Blind Source Separation#
In some cases it is possible to obtain more physically interpretable set of components using a process called Blind Source Separation (BSS). This largely depends on the particular application. For more information about blind source separation please see [Hyvarinen2000], and for an example application to EELS analysis, see [Pena2010].
Warning
The BSS algorithms operate on the result of a previous
decomposition analysis. It is therefore necessary to perform a
decomposition first before calling
blind_source_separation()
, otherwise it
will raise an error.
You must provide an integer number_of_components
argument,
or a list of components as the comp_list
argument.

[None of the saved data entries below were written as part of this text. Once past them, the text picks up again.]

use bevy::prelude::*;
use std::sync::{Arc, Mutex, mpsc};

use crate::console::{ConsoleBuffer, LineKind};
use crate::error::{ConfigToolError, ToolResult};
use crate::form::FormFields;
use crate::persistence::PersistentSettings;
use crate::session::DeviceSession;
use crate::transport::{PortInfo, list_ports};
use crate::uart::{self, DeviceRequest};

#[derive(Resource)]
pub struct AppState {
    pub console: Arc<Mutex<ConsoleBuffer>>,
    pub form: FormFields,
    pub device_sender: Option<mpsc::Sender<DeviceRequest>>,
    pub available_ports: Vec<PortInfo>,
    pub show_port_selection: bool,
    pub show_about: bool,
    pub confirm_factory_reset: bool,
}

impl Default for AppState {
    fn default() -> Self {
        let mut state = Self {
            console: Arc::new(Mutex::new(ConsoleBuffer::new())),
            form: FormFields::default(),
            device_sender: None,
            available_ports: Vec::new(),
            show_port_selection: false,
            show_about: false,
            confirm_factory_reset: false,
        };
        state.refresh_ports();
        state
    }
}

impl AppState {
    pub fn is_connected(&self) -> bool {
        self.device_sender.is_some()
            && self
                .console
                .lock()
                .map(|c| c.connected_port().is_some())
                .unwrap_or(false)
    }

    pub fn is_busy(&self) -> bool {
        self.console.lock().map(|c| c.busy).unwrap_or(false)
    }

    pub fn refresh_ports(&mut self) {
        match list_ports() {
            Ok(ports) => self.available_ports = ports,
            Err(e) => {
                log::warn!("{e}");
                self.available_ports.clear();
            }
        }
    }

    pub fn connect(&mut self, settings: &PersistentSettings) -> ToolResult<()> {
        if self.is_connected() {
            let port = self
                .console
                .lock()
                .ok()
                .and_then(|c| c.connected_port().map(str::to_string))
                .unwrap_or_default();
            return Err(ConfigToolError::Connection(format!("already connected to {port}")));
        }

        let sender = uart::start_device_thread(&settings.port_path, settings.baud_rate, Arc::clone(&self.console))?;
        self.device_sender = Some(sender);
        Ok(())
    }

    /// Run an already opened session, e.g. over a simulated device
    pub fn attach(&mut self, session: DeviceSession) {
        self.disconnect();
        self.device_sender = Some(uart::spawn_worker(session, Arc::clone(&self.console)));
    }

    pub fn disconnect(&mut self) {
        if let Some(sender) = self.device_sender.take() {
            let _ = sender.send(DeviceRequest::Disconnect);
        }
    }

    /// Drop the sender once the worker has closed the link by itself
    pub fn sync_connection(&mut self) {
        if self.device_sender.is_some() && !self.is_connected() {
            self.device_sender = None;
        }
    }

    pub fn read(&self) -> ToolResult<()> {
        self.request(DeviceRequest::ReadConfig)
    }

    /// Field errors are reported without touching the device
    pub fn save(&self) -> ToolResult<()> {
        let config = self.form.to_config()?;
        self.request(DeviceRequest::SaveConfig(config))
    }

    pub fn send_raw(&self) -> ToolResult<()> {
        let text = self.form.console_command.trim();
        if text.is_empty() {
            return Err(ConfigToolError::validation("console command", "must not be empty"));
        }
        self.request(DeviceRequest::SendRaw(text.to_string()))
    }

    pub fn send_beacon(&self) -> ToolResult<()> {
        self.request(DeviceRequest::SendBeacon)
    }

    pub fn send_test_packets(&self) -> ToolResult<()> {
        self.request(DeviceRequest::SendTest(self.form.test_packets))
    }

    pub fn enter_kiss(&self) -> ToolResult<()> {
        self.request(DeviceRequest::EnterKiss)
    }

    pub fn reboot(&self, clear: bool) -> ToolResult<()> {
        self.request(DeviceRequest::Reboot { clear })
    }

    fn request(&self, request: DeviceRequest) -> ToolResult<()> {
        let sender = self.device_sender.as_ref().ok_or(ConfigToolError::NotConnected)?;
        sender.send(request).map_err(|_| ConfigToolError::NotConnected)
    }

    /// Show a failed action in the status bar and the console
    pub fn report(&self, result: ToolResult<()>) {
        if let Err(e) = result {
            log::warn!("{e}");
            if let Ok(mut console) = self.console.lock() {
                console.fail(&e);
            }
        }
    }

    pub fn log_info(&self, text: impl Into<String>) {
        if let Ok(mut console) = self.console.lock() {
            console.push(LineKind::Info, text);
        }
    }

    /// Move a completed read into the form
    pub fn apply_loaded_config(&mut self) -> bool {
        let loaded = self.console.lock().ok().and_then(|mut c| c.take_loaded_config());
        match loaded {
            Some(config) => {
                self.form.apply_config(&config);
                true
            }
            None => false,
        }
    }
}

/// Keeps the form and connection flag in step with the device worker
pub fn device_sync_system(mut state: ResMut<AppState>) {
    state.sync_connection();
    state.apply_loaded_config();
}

#[cfg(test)]
mod tests {
    use super::*;
    use crate::session::SessionOptions;
    use crate::transport::SimulatedDevice;
    use std::time::Duration;

    fn simulated_session(device: &SimulatedDevice) -> DeviceSession {
        let options = SessionOptions {
            response_timeout: Duration::from_millis(200),
            command_delay: Duration::ZERO,
            idle_gap: Duration::from_millis(20),
        };
        DeviceSession::with_options(Box::new(device.clone()), options)
    }

    fn offline_state() -> AppState {
        AppState {
            console: Arc::new(Mutex::new(ConsoleBuffer::new())),
            form: FormFields::default(),
            device_sender: None,
            available_ports: Vec::new(),
            show_port_selection: false,
            show_about: false,
            confirm_factory_reset: false,
        }
    }

    #[test]
    fn actions_need_a_connection() {
        let state = offline_state();
        assert!(matches!(state.read(), Err(ConfigToolError::NotConnected)));
        assert!(matches!(state.send_beacon(), Err(ConfigToolError::NotConnected)));
    }

    #[test]
    fn save_validates_before_sending() {
        let mut state = offline_state();
        state.form.callsign = "TOOLONGCALL".into();
        assert!(matches!(state.save(), Err(ConfigToolError::Validation { field: "callsign", .. })));
    }

    #[test]
    fn empty_console_command_is_rejected() {
        let mut state = offline_state();
        state.form.console_command = "  ".into();
        assert!(matches!(state.send_raw(), Err(ConfigToolError::Validation { .. })));
    }

    #[test]
    fn report_puts_errors_in_the_status_bar() {
        let state = offline_state();
        state.report(state.read());
        let console = state.console.lock().unwrap();
        assert_eq!(console.status, "Not connected to a device");
        assert_eq!(console.lines.back().unwrap().kind, LineKind::Error);
    }

    #[test]
    fn connecting_to_a_missing_port_fails() {
        let mut state = offline_state();
        let settings = PersistentSettings {
            port_path: "/dev/tinyaprs-does-not-exist".into(),
            ..PersistentSettings::default()
        };
        assert!(matches!(state.connect(&settings), Err(ConfigToolError::Connection(_))));
        assert!(!state.is_connected());
    }

    #[test]
    fn connect_refuses_a_second_link() {
        let mut state = offline_state();
        state.attach(simulated_session(&SimulatedDevice::default()));
        assert!(state.is_connected());

        let err = state.connect(&PersistentSettings::default()).unwrap_err();
        assert!(matches!(&err, ConfigToolError::Connection(reason) if reason.contains("SIM")), "{err}");
        assert!(state.is_connected());
        state.disconnect();
    }

    #[test]
    fn reattaching_during_a_request_keeps_the_new_link() {
        let silent = SimulatedDevice::default();
        silent.set_silent(true);
        let mut state = offline_state();
        state.attach(simulated_session(&silent));
        state.read().unwrap();

        let device = SimulatedDevice::default();
        state.attach(simulated_session(&device));
        assert!(state.is_connected());

        // the first worker's read times out and it exits meanwhile
        std::thread::sleep(Duration::from_millis(600));
        state.sync_connection();
        assert!(state.is_connected());
        assert!(state.read().is_ok());
        state.disconnect();
    }
}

This performs
BSS on the chosen number/list of components from the previous
decomposition.
To perform blind source separation on the result of a previous decomposition,
run the blind_source_separation()
method, for example:
>>> s = hs.signals.Signal1D(np.random.randn(10, 10, 200))

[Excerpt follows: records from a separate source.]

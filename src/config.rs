// Serial port configuration
pub const DEFAULT_BAUD_RATE: u32 = 9_600;
pub const BAUD_RATES: [u32; 5] = [4_800, 9_600, 19_200, 38_400, 115_200];
pub const SERIAL_READ_TIMEOUT_MS: u64 = 5_000;
pub const SERIAL_WRITE_TIMEOUT_MS: u64 = 5_000;
pub const SERIAL_POLL_INTERVAL_MS: u64 = 100;
pub const INTER_COMMAND_DELAY_MS: u64 = 100;
pub const RAW_IDLE_GAP_MS: u64 = 300;

// Device console limits
pub const CONSOLE_LINE_MAX: usize = 64;
pub const MAX_COMMENT_LEN: usize = CONSOLE_LINE_MAX - "AT+CMNTS=".len();
pub const MAX_PATH_ENTRIES: usize = 2;

// Console buffer limits
pub const MAX_CONSOLE_LINES: usize = 500;

// Form defaults
pub const DEFAULT_CALLSIGN: &str = "BG5HHP";
pub const DEFAULT_SSID: u8 = 1;
pub const DEFAULT_LATITUDE: &str = "30.123456N";
pub const DEFAULT_LONGITUDE: &str = "120.123456E";
pub const DEFAULT_BEACON_TEXT: &str = "APTI01 Beacon 431.040 Happy New Year!";
pub const DEFAULT_CONSOLE_COMMAND: &str = "AT+HELP";
pub const DEFAULT_ICON: char = 'r';
pub const DEFAULT_DESTINATION: &str = "APTB01";
pub const DEFAULT_PATH: [&str; 2] = ["WIDE1-1", "WIDE2-2"];

pub const APP_TITLE: &str = "TinyAPRS Configuration";
pub const SETTINGS_DIR_NAME: &str = "tinyaprs_config";
//! Configuration tool for TinyAPRS KISS TNC / tracker devices.
//!
//! The device speaks a line based AT command console over a serial port.
//! [`session::DeviceSession`] drives that console, [`uart`] runs a session on
//! a worker thread and [`ui`] renders the bevy_egui front end.

pub mod app;
pub mod aprs;
pub mod config;
pub mod console;
pub mod device_config;
pub mod error;
pub mod form;
pub mod parser;
pub mod persistence;
pub mod protocol;
pub mod session;
pub mod transport;
pub mod uart;
pub mod ui;

pub use error::{ConfigToolError, ToolResult};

>>> s.decomposition(output_dimension=3)
Decomposition info:
normalize_poissonian_noise=False
algorithm=SVD
output_dimension=3
centre=None
>>> s.blind_source_separation(number_of_components=3)

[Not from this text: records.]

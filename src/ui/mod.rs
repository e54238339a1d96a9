pub mod panels;
pub mod windows;

use bevy::prelude::*;
use bevy_egui::{EguiContexts, egui};

use crate::app::AppState;
use crate::persistence::PersistentSettings;

/// Main UI system that renders all the egui panels
pub fn ui_system(
    mut contexts: EguiContexts,
    mut state: ResMut<AppState>,
    mut persistent_settings: ResMut<PersistentSettings>,
) {
    let ctx = contexts.ctx_mut();

    // Repaint while a request runs so progress keeps moving
    if state.is_busy() {
        ctx.request_repaint();
    } else {
        ctx.request_repaint_after(std::time::Duration::from_millis(250));
    }

    render_top_panel(ctx, &mut state, &mut persistent_settings);
    render_status_bar(ctx, &state);
    render_central_panel(ctx, &mut state, &mut persistent_settings);

    windows::render_port_selection_window(ctx, &mut state, &mut persistent_settings);
    windows::render_about_window(ctx, &mut state);
    windows::render_factory_reset_window(ctx, &mut state);
}

fn render_top_panel(
    ctx: &egui::Context,
    state: &mut AppState,
    persistent_settings: &mut PersistentSettings,
) {
    egui::TopBottomPanel::top("top_panel")
        .frame(egui::Frame {
            inner_margin: egui::Margin::same(6.0),
            fill: ctx.style().visuals.window_fill(),
            ..Default::default()
        })
        .show(ctx, |ui| {
            panels::render_menu_bar(ui, state, persistent_settings);
        });
}

fn render_status_bar(ctx: &egui::Context, state: &AppState) {
    egui::TopBottomPanel::bottom("status_bar")
        .frame(egui::Frame {
            inner_margin: egui::Margin::symmetric(8.0, 4.0),
            fill: ctx.style().visuals.window_fill(),
            ..Default::default()
        })
        .show(ctx, |ui| {
            panels::render_status_bar(ui, state);
        });
}

fn render_central_panel(
    ctx: &egui::Context,
    state: &mut AppState,
    persistent_settings: &mut PersistentSettings,
) {
    egui::CentralPanel::default()
        .frame(egui::Frame {
            inner_margin: egui::Margin::same(8.0),
            fill: ctx.style().visuals.window_fill(),
            ..Default::default()
        })
        .show(ctx, |ui| {
            ui.horizontal_top(|ui| {
                let available_width = ui.available_width();
                let form_width = (available_width * 0.45).max(320.0);
                let console_width = available_width - form_width - 24.0;

                ui.group(|ui| {
                    panels::render_config_form(ui, state, persistent_settings, form_width);
                });

                ui.group(|ui| {
                    panels::render_console_section(ui, state, persistent_settings, console_width);
                });
            });
        });
}
use bevy_egui::egui;
use egui::Color32;

use crate::app::AppState;
use crate::console::LineKind;
use crate::persistence::PersistentSettings;

/// Renders the AT CMD line and the RECV pane
pub fn render_console_section(
    ui: &mut egui::Ui,
    state: &mut AppState,
    persistent_settings: &mut PersistentSettings,
    width: f32,
) {
    ui.vertical(|ui| {
        ui.set_width(width);

        let can_send = state.is_connected() && !state.is_busy();
        ui.horizontal(|ui| {
            ui.label("AT CMD:");
            let response = ui.add(
                egui::TextEdit::singleline(&mut state.form.console_command)
                    .desired_width(width - 140.0)
                    .font(egui::TextStyle::Monospace),
            );
            let submitted = response.lost_focus() && ui.input(|i| i.key_pressed(egui::Key::Enter));
            if ui.add_enabled(can_send, egui::Button::new("Send")).clicked() || (submitted && can_send) {
                let result = state.send_raw();
                state.report(result);
            }
        });

        ui.horizontal(|ui| {
            ui.label("RECV:");
            ui.checkbox(&mut persistent_settings.auto_scroll_console, "Auto-scroll");
            if ui.button("clear").clicked()
                && let Ok(mut console) = state.console.lock()
            {
                console.clear();
            }
        });

        let Ok(console) = state.console.lock() else {
            return;
        };

        egui::ScrollArea::vertical()
            .id_salt("device_console")
            .auto_shrink([false; 2])
            .stick_to_bottom(persistent_settings.auto_scroll_console)
            .show(ui, |ui| {
                for line in console.lines.iter() {
                    let (prefix, color) = match line.kind {
                        LineKind::Sent => (">>", Color32::from_rgb(120, 170, 255)),
                        LineKind::Received => ("<<", ui.visuals().text_color()),
                        LineKind::Info => ("--", Color32::GRAY),
                        LineKind::Error => ("!!", Color32::from_rgb(255, 100, 100)),
                    };
                    ui.horizontal(|ui| {
                        ui.label(
                            egui::RichText::new(format!("[{}]", line.clock_time.format("%H:%M:%S%.3f")))
                                .color(Color32::GRAY)
                                .monospace(),
                        );
                        ui.label(
                            egui::RichText::new(format!("{prefix} {}", line.text))
                                .color(color)
                                .monospace(),
                        );
                    });
                }
            });
    });
}
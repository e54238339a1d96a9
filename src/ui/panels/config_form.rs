use bevy_egui::egui;

use crate::app::AppState;
use crate::aprs::callsign::MAX_SSID;
use crate::aprs::phg::{self, MAX_DIRECTIVITY, PHG_DIGITS};
use crate::persistence::PersistentSettings;
use crate::protocol::MAX_TEST_PACKETS;

/// Renders the device configuration form and its action buttons
pub fn render_config_form(
    ui: &mut egui::Ui,
    state: &mut AppState,
    persistent_settings: &PersistentSettings,
    width: f32,
) {
    ui.vertical(|ui| {
        ui.set_width(width);
        ui.heading("Device Configuration");
        ui.separator();

        render_station_fields(ui, state);
        ui.add_space(6.0);
        render_mode_flags(ui, state);
        ui.add_space(6.0);
        render_beacon_fields(ui, state);

        if persistent_settings.show_advanced {
            ui.add_space(6.0);
            render_routing_fields(ui, state);
        }

        ui.add_space(10.0);
        ui.separator();
        render_form_buttons(ui, state);
        ui.add_space(6.0);
        render_device_actions(ui, state);
    });
}

fn render_station_fields(ui: &mut egui::Ui, state: &mut AppState) {
    egui::Grid::new("station_grid")
        .num_columns(4)
        .spacing([8.0, 6.0])
        .show(ui, |ui| {
            let form = &mut state.form;

            ui.label("CALLSIGN:");
            ui.add(egui::TextEdit::singleline(&mut form.callsign).desired_width(90.0));
            ui.label("SSID:");
            egui::ComboBox::from_id_salt("ssid_select")
                .selected_text(form.ssid.clone())
                .width(50.0)
                .show_ui(ui, |ui| {
                    for ssid in 0..=MAX_SSID {
                        ui.selectable_value(&mut form.ssid, ssid.to_string(), ssid.to_string());
                    }
                });
            ui.end_row();

            ui.label("LAT:");
            ui.add(egui::TextEdit::singleline(&mut form.latitude).desired_width(110.0));
            ui.label("LON:");
            ui.add(egui::TextEdit::singleline(&mut form.longitude).desired_width(110.0));
            ui.end_row();
        });
}

fn render_mode_flags(ui: &mut egui::Ui, state: &mut AppState) {
    let form = &mut state.form;
    ui.horizontal_wrapped(|ui| {
        ui.checkbox(&mut form.kiss, "KISS TNC");
        ui.checkbox(&mut form.digi, "DIGI REPEATER");
        ui.checkbox(&mut form.tracker, "TRACKER");
    });
}

fn render_beacon_fields(ui: &mut egui::Ui, state: &mut AppState) {
    let form = &mut state.form;

    ui.label("Beacon");
    ui.horizontal_wrapped(|ui| {
        ui.checkbox(&mut form.smart_beacon, "SMART BEACON");
        ui.checkbox(&mut form.fixed_location, "FIXED LOCATION");
    });

    egui::Grid::new("beacon_grid")
        .num_columns(4)
        .spacing([8.0, 6.0])
        .show(ui, |ui| {
            ui.label("POWER:");
            phg_combo(ui, "phg_power", &mut form.power, PHG_DIGITS - 1, phg::power_label);
            ui.label("HEIGHT:");
            phg_combo(ui, "phg_height", &mut form.height, PHG_DIGITS - 1, phg::height_label);
            ui.end_row();

            ui.label("ANT:");
            phg_combo(ui, "phg_gain", &mut form.gain, PHG_DIGITS - 1, phg::gain_label);
            ui.label("DIR:");
            phg_combo(ui, "phg_dir", &mut form.directivity, MAX_DIRECTIVITY, phg::directivity_label);
            ui.end_row();

            ui.label("ICON:");
            ui.add(egui::TextEdit::singleline(&mut form.icon).desired_width(30.0).char_limit(2));
            ui.end_row();
        });

    ui.horizontal(|ui| {
        ui.label("TEXT:");
        ui.add(egui::TextEdit::singleline(&mut form.beacon_text).desired_width(f32::INFINITY));
    });
}

fn phg_combo(ui: &mut egui::Ui, id: &str, value: &mut u8, max: u8, label: fn(u8) -> String) {
    egui::ComboBox::from_id_salt(id)
        .selected_text(label(*value))
        .width(80.0)
        .show_ui(ui, |ui| {
            for code in 0..=max {
                ui.selectable_value(value, code, label(code));
            }
        });
}

fn render_routing_fields(ui: &mut egui::Ui, state: &mut AppState) {
    let form = &mut state.form;
    egui::Grid::new("routing_grid")
        .num_columns(2)
        .spacing([8.0, 6.0])
        .show(ui, |ui| {
            ui.label("DEST:");
            ui.add(egui::TextEdit::singleline(&mut form.destination).desired_width(90.0));
            ui.end_row();

            ui.label("PATH:");
            ui.add(egui::TextEdit::singleline(&mut form.path).desired_width(160.0))
                .on_hover_text("Up to two hops, e.g. WIDE1-1,WIDE2-2");
            ui.end_row();
        });
}

fn render_form_buttons(ui: &mut egui::Ui, state: &mut AppState) {
    let enabled = state.is_connected() && !state.is_busy();

    ui.horizontal(|ui| {
        if ui.add_enabled(enabled, egui::Button::new("Read")).clicked() {
            let result = state.read();
            state.report(result);
        }
        if ui.add_enabled(enabled, egui::Button::new("Save")).clicked() {
            let result = state.save();
            state.report(result);
        }
        if ui.button("Defaults").on_hover_text("Reset the form, not the device").clicked() {
            let console_command = std::mem::take(&mut state.form.console_command);
            state.form = Default::default();
            state.form.console_command = console_command;
        }
    });
}

fn render_device_actions(ui: &mut egui::Ui, state: &mut AppState) {
    let enabled = state.is_connected() && !state.is_busy();

    egui::CollapsingHeader::new("Device actions")
        .default_open(false)
        .show(ui, |ui| {
            ui.add_enabled_ui(enabled, |ui| {
                ui.horizontal_wrapped(|ui| {
                    if ui.button("Send beacon").clicked() {
                        let result = state.send_beacon();
                        state.report(result);
                    }

                    ui.add(egui::DragValue::new(&mut state.form.test_packets).range(1..=MAX_TEST_PACKETS));
                    if ui.button("Send test packets").clicked() {
                        let result = state.send_test_packets();
                        state.report(result);
                    }
                });

                ui.horizontal_wrapped(|ui| {
                    if ui
                        .button("Enter KISS mode")
                        .on_hover_text("The console stops answering until the device restarts")
                        .clicked()
                    {
                        let result = state.enter_kiss();
                        state.report(result);
                    }
                    if ui.button("Reboot").clicked() {
                        let result = state.reboot(false);
                        state.report(result);
                    }
                    if ui.button("Factory reset...").clicked() {
                        state.confirm_factory_reset = true;
                    }
                });
            });
        });
}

Blind source separation info:
number_of_components=3
algorithm=sklearn_fastica
diff_order=1
reverse_component_criterion=factors
whiten_method=PCA
scikit-learn estimator:
FastICA(tol=1e-10, whiten=False)
# Perform only on the first and third components
>>> s.blind_source_separation(comp_list=[0, 2])
Blind source separation info:
number_of_components=2
algorithm=sklearn_fastica
diff_order=1
reverse_component_criterion=factors
whiten_method=PCA
scikit-learn estimator:
FastICA(tol=1e-10, whiten=False)
Available algorithms#
HyperSpy implements a number of BSS algorithms via the algorithm
argument.
The table below lists the algorithms that are currently available, and includes
links to the appropriate documentation for more information on each one.
Algorithm |
Method |
---|---|
“sklearn_fastica” (default) |
|
“orthomax” |
|
“FastICA” |
|
“JADE” |
|
“CuBICA” |
|
“TDSEP” |
|
custom object |
An object implementing |
Note
Except orthomax()
, all of the implemented BSS algorithms listed above
rely on external packages being available on your system. sklearn_fastica
, requires
scikit-learn while FastICA, JADE, CuBICA, TDSEP
require the Modular toolkit for Data Processing (MDP).
Orthomax#
Orthomax rotations are a statistical technique used to clarify and highlight the relationship among factors, by adjusting the coordinates of PCA results. The most common approach is known as “varimax”, which intended to maximize the variance shared among the components while preserving orthogonality. The results of an orthomax rotation following PCA are often “simpler” to interpret than just PCA, since each componenthas a more discrete contribution to the data.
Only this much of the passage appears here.